What to work on: Make your reply a word-for-word repeat of the records.

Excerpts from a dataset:
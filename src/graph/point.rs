//! Pathway endpoints

use crate::address::ChainAddress;

use serde::{Deserialize, Serialize};
use std::cmp::Ordering;
use std::fmt;
use std::hash::{Hash, Hasher};

/// How a contract on a chain is identified before resolution
#[derive(Debug, Clone, PartialEq, Eq, Hash, Serialize, Deserialize)]
#[serde(rename_all = "camelCase")]
pub enum Locator {
    /// Deployment name looked up in the deployment registry
    Named(String),
    /// Literal contract address, EVM or 32-byte
    Literal(ChainAddress),
}

/// One side of a pathway as declared in configuration
#[derive(Debug, Clone, PartialEq, Eq, Hash)]
pub struct EndpointPoint {
    pub eid: u32,
    pub locator: Locator,
}

impl EndpointPoint {
    pub fn named(eid: u32, contract_name: impl Into<String>) -> Self {
        Self {
            eid,
            locator: Locator::Named(contract_name.into()),
        }
    }

    pub fn literal(eid: u32, address: impl Into<ChainAddress>) -> Self {
        Self {
            eid,
            locator: Locator::Literal(address.into()),
        }
    }
}

impl fmt::Display for EndpointPoint {
    fn fmt(&self, f: &mut fmt::Formatter<'_>) -> fmt::Result {
        match &self.locator {
            Locator::Named(name) => write!(f, "{}@{}", name, self.eid),
            Locator::Literal(address) => write!(f, "{}@{}", address, self.eid),
        }
    }
}

/// An endpoint after registry resolution.
///
/// Identity is `(eid, address)`; the contract name is carried for display and
/// for the configuration artifact only.
#[derive(Debug, Clone, Serialize)]
#[serde(rename_all = "camelCase")]
pub struct ResolvedPoint {
    pub eid: u32,
    pub address: ChainAddress,
    #[serde(skip_serializing_if = "Option::is_none")]
    pub contract_name: Option<String>,
}

impl ResolvedPoint {
    pub fn new(eid: u32, address: impl Into<ChainAddress>, contract_name: Option<String>) -> Self {
        Self {
            eid,
            address: address.into(),
            contract_name,
        }
    }

    fn key(&self) -> (u32, ChainAddress) {
        (self.eid, self.address)
    }
}

impl PartialEq for ResolvedPoint {
    fn eq(&self, other: &Self) -> bool {
        self.key() == other.key()
    }
}

impl Eq for ResolvedPoint {}

impl Hash for ResolvedPoint {
    fn hash<H: Hasher>(&self, state: &mut H) {
        self.key().hash(state);
    }
}

impl PartialOrd for ResolvedPoint {
    fn partial_cmp(&self, other: &Self) -> Option<Ordering> {
        Some(self.cmp(other))
    }
}

impl Ord for ResolvedPoint {
    fn cmp(&self, other: &Self) -> Ordering {
        self.key().cmp(&other.key())
    }
}

impl fmt::Display for ResolvedPoint {
    fn fmt(&self, f: &mut fmt::Formatter<'_>) -> fmt::Result {
        match &self.contract_name {
            Some(name) => write!(f, "{}({})@{}", name, self.address, self.eid),
            None => write!(f, "{}@{}", self.address, self.eid),
        }
    }
}
//! Gas estimation and buffering for different chain types

use crate::chain::{ChainProvider, GasPrice};
use crate::config::TransferConfig;
use crate::error::BridgeResult;

use ethers::types::transaction::eip2718::TypedTransaction;
use ethers::types::U256;
use tracing::debug;

/// Gas estimator for transactions
#[derive(Debug, Clone)]
pub struct GasEstimator {
    /// Buffer percentage for gas limit (e.g., 20 = 20% buffer)
    gas_limit_buffer_percent: u64,
    /// Buffer percentage for gas price
    gas_price_buffer_percent: u64,
}

impl GasEstimator {
    /// Create a new gas estimator
    pub fn new(gas_limit_buffer_percent: u64, gas_price_buffer_percent: u64) -> Self {
        Self {
            gas_limit_buffer_percent,
            gas_price_buffer_percent,
        }
    }

    pub fn from_config(config: &TransferConfig) -> Self {
        Self::new(
            config.gas_limit_buffer_percent,
            config.gas_price_buffer_percent,
        )
    }

    /// Estimate the gas limit for `tx` and add the configured buffer
    pub async fn estimate_gas_limit(
        &self,
        provider: &ChainProvider,
        tx: &TypedTransaction,
    ) -> BridgeResult<U256> {
        let estimate = provider.estimate_gas(tx).await?;
        let limit = self.buffer_gas_limit(estimate);
        debug!(
            "Gas limit on {}: estimate {}, with buffer {}",
            provider.name(),
            estimate,
            limit
        );
        Ok(limit)
    }

    pub fn buffer_gas_limit(&self, estimate: U256) -> U256 {
        estimate + estimate * self.gas_limit_buffer_percent / 100
    }

    /// Get buffered gas price for a chain
    pub async fn get_gas_price(&self, provider: &ChainProvider) -> BridgeResult<GasPrice> {
        let gas_price = provider.get_gas_price().await?;
        let buffered = self.buffer_gas_price(gas_price);
        debug!("Gas price for {}: {:?}", provider.name(), buffered);
        Ok(buffered)
    }

    pub fn buffer_gas_price(&self, gas_price: GasPrice) -> GasPrice {
        match gas_price {
            GasPrice::Legacy(price) => {
                let buffer = price * self.gas_price_buffer_percent / 100;
                GasPrice::Legacy(price + buffer)
            }
            GasPrice::Eip1559 {
                max_fee_per_gas,
                max_priority_fee_per_gas,
            } => {
                let fee_buffer = max_fee_per_gas * self.gas_price_buffer_percent / 100;
                let priority_buffer =
                    max_priority_fee_per_gas * self.gas_price_buffer_percent / 100;
                GasPrice::Eip1559 {
                    max_fee_per_gas: max_fee_per_gas + fee_buffer,
                    max_priority_fee_per_gas: max_priority_fee_per_gas + priority_buffer,
                }
            }
        }
    }

    /// Calculate worst-case cost in wei
    pub fn calculate_cost(gas_limit: U256, gas_price: &GasPrice) -> U256 {
        match gas_price {
            GasPrice::Legacy(price) => gas_limit.saturating_mul(*price),
            GasPrice::Eip1559 { max_fee_per_gas, .. } => gas_limit.saturating_mul(*max_fee_per_gas),
        }
    }

    /// Attached value plus worst-case gas, saturating at `U256::MAX`
    pub fn max_cost(value: U256, gas_limit: U256, gas_price: &GasPrice) -> U256 {
        value.saturating_add(Self::calculate_cost(gas_limit, gas_price))
    }
}

impl Default for GasEstimator {
    fn default() -> Self {
        Self::new(20, 10)
    }
}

Problem solution:
filename src/graph/point.rs
//! Pathway endpoints

use crate::address::ChainAddress;

use serde::{Deserialize, Serialize};
use std::cmp::Ordering;
use std::fmt;
use std::hash::{Hash, Hasher};

/// How a contract on a chain is identified before resolution
#[derive(Debug, Clone, PartialEq, Eq, Hash, Serialize, Deserialize)]
#[serde(rename_all = "camelCase")]
pub enum Locator {
    /// Deployment name looked up in the deployment registry
    Named(String),
    /// Literal contract address, EVM or 32-byte
    Literal(ChainAddress),
}

/// One side of a pathway as declared in configuration
#[derive(Debug, Clone, PartialEq, Eq, Hash)]
pub struct EndpointPoint {
    pub eid: u32,
    pub locator: Locator,
}

impl EndpointPoint {
    pub fn named(eid: u32, contract_name: impl Into<String>) -> Self {
        Self {
            eid,
            locator: Locator::Named(contract_name.into()),
        }
    }

    pub fn literal(eid: u32, address: impl Into<ChainAddress>) -> Self {
        Self {
            eid,
            locator: Locator::Literal(address.into()),
        }
    }
}

impl fmt::Display for EndpointPoint {
    fn fmt(&self, f: &mut fmt::Formatter<'_>) -> fmt::Result {
        match &self.locator {
            Locator::Named(name) => write!(f, "{}@{}", name, self.eid),
            Locator::Literal(address) => write!(f, "{}@{}", address, self.eid),
        }
    }
}

/// An endpoint after registry resolution.
///
/// Identity is `(eid, address)`; the contract name is carried for display and
/// for the configuration artifact only.
#[derive(Debug, Clone, Serialize)]
#[serde(rename_all = "camelCase")]
pub struct ResolvedPoint {
    pub eid: u32,
    pub address: ChainAddress,
    #[serde(skip_serializing_if = "Option::is_none")]
    pub contract_name: Option<String>,
}

impl ResolvedPoint {
    pub fn new(eid: u32, address: impl Into<ChainAddress>, contract_name: Option<String>) -> Self {
        Self {
            eid,
            address: address.into(),
            contract_name,
        }
    }

    fn key(&self) -> (u32, ChainAddress) {
        (self.eid, self.address)
    }
}

impl PartialEq for ResolvedPoint {
    fn eq(&self, other: &Self) -> bool {
        self.key() == other.key()
    }
}

impl Eq for ResolvedPoint {}

impl Hash for ResolvedPoint {
    fn hash<H: Hasher>(&self, state: &mut H) {
        self.key().hash(state);
    }
}

impl PartialOrd for ResolvedPoint {
    fn partial_cmp(&self, other: &Self) -> Option<Ordering> {
        Some(self.cmp(other))
    }
}

impl Ord for ResolvedPoint {
    fn cmp(&self, other: &Self) -> Ordering {
        self.key().cmp(&other.key())
    }
}

impl fmt::Display for ResolvedPoint {
    fn fmt(&self, f: &mut fmt::Formatter<'_>) -> fmt::Result {
        match &self.contract_name {
            Some(name) => write!(f, "{}({})@{}", name, self.address, self.eid),
            None => write!(f, "{}@{}", self.address, self.eid),
        }
    }
}
//! Gas estimation and buffering for different chain types

use crate::chain::{ChainProvider, GasPrice};
use crate::config::TransferConfig;
use crate::error::BridgeResult;

use ethers::types::transaction::eip2718::TypedTransaction;
use ethers::types::U256;
use tracing::debug;

/// Gas estimator for transactions
#[derive(Debug, Clone)]
pub struct GasEstimator {
    /// Buffer percentage for gas limit (e.g., 20 = 20% buffer)
    gas_limit_buffer_percent: u64,
    /// Buffer percentage for gas price
    gas_price_buffer_percent: u64,
}

impl GasEstimator {
    /// Create a new gas estimator
    pub fn new(gas_limit_buffer_percent: u64, gas_price_buffer_percent: u64) -> Self {
        Self {
            gas_limit_buffer_percent,
            gas_price_buffer_percent,
        }
    }

    pub fn from_config(config: &TransferConfig) -> Self {
        Self::new(
            config.gas_limit_buffer_percent,
            config.gas_price_buffer_percent,
        )
    }

    /// Estimate the gas limit for `tx` and add the configured buffer
    pub async fn estimate_gas_limit(
        &self,
        provider: &ChainProvider,
        tx: &TypedTransaction,
    ) -> BridgeResult<U256> {
        let estimate = provider.estimate_gas(tx).await?;
        let limit = self.buffer_gas_limit(estimate);
        debug!(
            "Gas limit on {}: estimate {}, with buffer {}",
            provider.name(),
            estimate,
            limit
        );
        Ok(limit)
    }

    pub fn buffer_gas_limit(&self, estimate: U256) -> U256 {
        estimate + estimate * self.gas_limit_buffer_percent / 100
    }

    /// Get buffered gas price for a chain
    pub async fn get_gas_price(&self, provider: &ChainProvider) -> BridgeResult<GasPrice> {
        let gas_price = provider.get_gas_price().await?;
        let buffered = self.buffer_gas_price(gas_price);
        debug!("Gas price for {}: {:?}", provider.name(), buffered);
        Ok(buffered)
    }

    pub fn buffer_gas_price(&self, gas_price: GasPrice) -> GasPrice {
        match gas_price {
            GasPrice::Legacy(price) => {
                let buffer = price * self.gas_price_buffer_percent / 100;
                GasPrice::Legacy(price + buffer)
            }
            GasPrice::Eip1559 {
                max_fee_per_gas,
                max_priority_fee_per_gas,
            } => {
                let fee_buffer = max_fee_per_gas * self.gas_price_buffer_percent / 100;
                let priority_buffer =
                    max_priority_fee_per_gas * self.gas_price_buffer_percent / 100;
                GasPrice::Eip1559 {
                    max_fee_per_gas: max_fee_per_gas + fee_buffer,
                    max_priority_fee_per_gas: max_priority_fee_per_gas + priority_buffer,
                }
            }
        }
    }

    /// Calculate worst-case cost in wei
    pub fn calculate_cost(gas_limit: U256, gas_price: &GasPrice) -> U256 {
        match gas_price {
            GasPrice::Legacy(price) => gas_limit.saturating_mul(*price),
            GasPrice::Eip1559 { max_fee_per_gas, .. } => gas_limit.saturating_mul(*max_fee_per_gas),
        }
    }

    /// Attached value plus worst-case gas, saturating at `U256::MAX`
    pub fn max_cost(value: U256, gas_limit: U256, gas_price: &GasPrice) -> U256 {
        value.saturating_add(Self::calculate_cost(gas_limit, gas_price))
    }
}

impl Default for GasEstimator {
    fn default() -> Self {
        Self::new(20, 10)
    }
}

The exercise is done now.